The past couple of years have been filled with loads of change and excitement. From leaving California to move to Colorado and now being away in New Zealand, these changes have truly shaped who I am. I love to reflect on various phases of life, and I truly think it is the coolest thing to see what just simply saying yes to an opportunity can do. Through saying yes, I now have three places that I’ve referred to as “home,” each having their own unique charm.

The school that I am currently attending, University of Otago, is in a “small” beach town called Dunedin. Ah, Dunedin, where do I even start. I remember first getting here and having to take two flights in New Zealand itself to get here because of how far South and isolated it is. I knew nothing besides the few YouTube videos I’d watched (which are pretty inaccurate representations). I thought to myself on the final plane, “wow I really did choose the farthest possible place I could’ve gone.”
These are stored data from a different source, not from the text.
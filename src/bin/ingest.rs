// SPDX-License-Identifier: MIT
// Copyright 2026 Roland Dreier <roland@rolandd.dev>

//! tralio-ingest: load users, history, objects or flags into Firestore.
//!
//! ```text
//! tralio-ingest --collection users --file users.csv
//! tralio-ingest --collection objects --generate 50 --dry-run
//! ```

use anyhow::Context;
use clap::Parser;
use std::path::PathBuf;
use std::process::ExitCode;
use tracing_subscriber::EnvFilter;
use tralio_api::db::{DocumentStore, FirestoreDb, MemoryDb, WriteMode};
use tralio_api::ingest::{
    self, coerce::coerce_row, source, synthetic, Collection, IngestOptions, MAX_BATCH_SIZE,
    SYNTHETIC_SEED,
};

#[derive(Parser)]
#[command(
    name = "tralio-ingest",
    about = "Load records into the Tralio document store",
    version
)]
struct Cli {
    /// Target collection
    #[arg(short, long, value_enum)]
    collection: Collection,

    /// CSV or JSON file (list of objects, or {"items": [...]})
    #[arg(short, long, required_unless_present = "generate", conflicts_with = "generate")]
    file: Option<PathBuf>,

    /// Generate N deterministic synthetic records instead of reading a file
    #[arg(short, long)]
    generate: Option<usize>,

    /// GCP project (default: $GCLOUD_PROJECT or $GOOGLE_CLOUD_PROJECT)
    #[arg(long, env = "GCLOUD_PROJECT")]
    project: Option<String>,

    /// Documents per atomic batch (1-500)
    #[arg(long, default_value_t = MAX_BATCH_SIZE)]
    batch_size: usize,

    /// Field holding the document id; removed from the stored payload
    #[arg(long)]
    id_field: Option<String>,

    /// Merge into existing documents instead of overwriting them
    #[arg(long)]
    merge: bool,

    /// Prepare and count records without writing
    #[arg(long)]
    dry_run: bool,

    /// Write into an in-process store (for trying the tool offline)
    #[arg(long)]
    memory: bool,
}

#[tokio::main]
async fn main() -> ExitCode {
    dotenvy::dotenv().ok();
    tracing_subscriber::fmt()
        .with_env_filter(
            EnvFilter::try_from_default_env().unwrap_or_else(|_| EnvFilter::new("info")),
        )
        .init();

    let cli = Cli::parse();

    match run(cli).await {
        Ok(()) => ExitCode::SUCCESS,
        Err(e) => {
            let committed = e
                .downcast_ref::<ingest::IngestError>()
                .map(ingest::IngestError::committed)
                .unwrap_or(0);
            tracing::error!(error = %format!("{e:#}"), committed, "Ingestion failed");
            ExitCode::FAILURE
        }
    }
}

async fn run(cli: Cli) -> anyhow::Result<()> {
    let rows = match (&cli.file, cli.generate) {
        (Some(path), _) => source::load_file(path)?,
        (None, Some(count)) => {
            synthetic::generate(cli.collection, count, SYNTHETIC_SEED, chrono::Utc::now())
        }
        (None, None) => anyhow::bail!("either --file or --generate is required"),
    };

    let now = chrono::Utc::now();
    let rows: Vec<_> = rows
        .into_iter()
        .map(|row| coerce_row(cli.collection, row, now))
        .collect();

    tracing::info!(
        collection = cli.collection.name(),
        count = rows.len(),
        "Records prepared"
    );

    let opts = IngestOptions {
        collection: cli.collection,
        batch_size: cli.batch_size,
        id_field: cli.id_field.clone(),
        mode: if cli.merge {
            WriteMode::Merge
        } else {
            WriteMode::Overwrite
        },
        dry_run: cli.dry_run,
    };

    let store: Box<dyn DocumentStore> = if cli.memory || cli.dry_run {
        Box::new(MemoryDb::new())
    } else {
        let project = cli
            .project
            .or_else(|| std::env::var("GOOGLE_CLOUD_PROJECT").ok())
            .context("no project: pass --project or set GCLOUD_PROJECT")?;
        let credentials = std::env::var_os("GOOGLE_APPLICATION_CREDENTIALS").map(PathBuf::from);
        Box::new(FirestoreDb::new(&project, credentials.as_deref()).await?)
    };

    let report = ingest::ingest(store.as_ref(), rows, &opts).await?;

    tracing::info!(
        collection = cli.collection.name(),
        total = report.total,
        written = report.written,
        batches = report.batches,
        dry_run = cli.dry_run,
        "Ingestion complete"
    );
    Ok(())
}
// SPDX-License-Identifier: MIT
// Copyright 2026 Roland Dreier <roland@rolandd.dev>

//! Secret router request and response shapes.

use serde::{Deserialize, Serialize};
use std::collections::HashMap;
use validator::{Validate, ValidationError};

const MAX_SECRET_KEY_LEN: usize = 255;

/// Check a key against Secret Manager's secret id rules.
pub fn validate_secret_key(key: &str) -> Result<(), ValidationError> {
    let valid_chars = key
        .chars()
        .all(|c| c.is_ascii_alphanumeric() || c == '_' || c == '-');

    if key.is_empty() || key.len() > MAX_SECRET_KEY_LEN || !valid_chars {
        let mut err = ValidationError::new("secret_key");
        err.message = Some("must be 1-255 characters of letters, digits, '_' or '-'".into());
        return Err(err);
    }
    Ok(())
}

#[derive(Debug, Clone, Deserialize, Validate)]
pub struct SecretCreate {
    #[validate(custom(function = "validate_secret_key"))]
    pub key: String,
    pub value: String,
    #[serde(default)]
    pub labels: Option<HashMap<String, String>>,
}

#[derive(Debug, Clone, Deserialize)]
pub struct SecretUpdate {
    pub value: String,
}

/// Secret metadata as listed or created.
#[derive(Debug, Clone, PartialEq, Serialize)]
pub struct SecretSummary {
    pub id: String,
    pub labels: HashMap<String, String>,
}

/// Latest value of a secret.
#[derive(Debug, Clone, PartialEq, Serialize)]
pub struct SecretValue {
    pub id: String,
    pub value: String,
}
Since living here and exploring more of the South Island, I’ve realized how big of a city Dunedin is in retrospect to the rest of the island. With a student population of about 40,000 undergraduates, Dunedin is one of the main places kiwis attend University. I know I’m biased, but I do think it is a great place to study abroad because of the large student population. It’s awesome to be entrenched in a place that is so lively and inclusive where there is always something to do. I immediately felt the support from the University, and I was impressed by how organized they were in terms of making study abroad students feel comfortable. It is unique when studying abroad to live in a true “college town” and be surrounded with so many people of the same age and phase of life.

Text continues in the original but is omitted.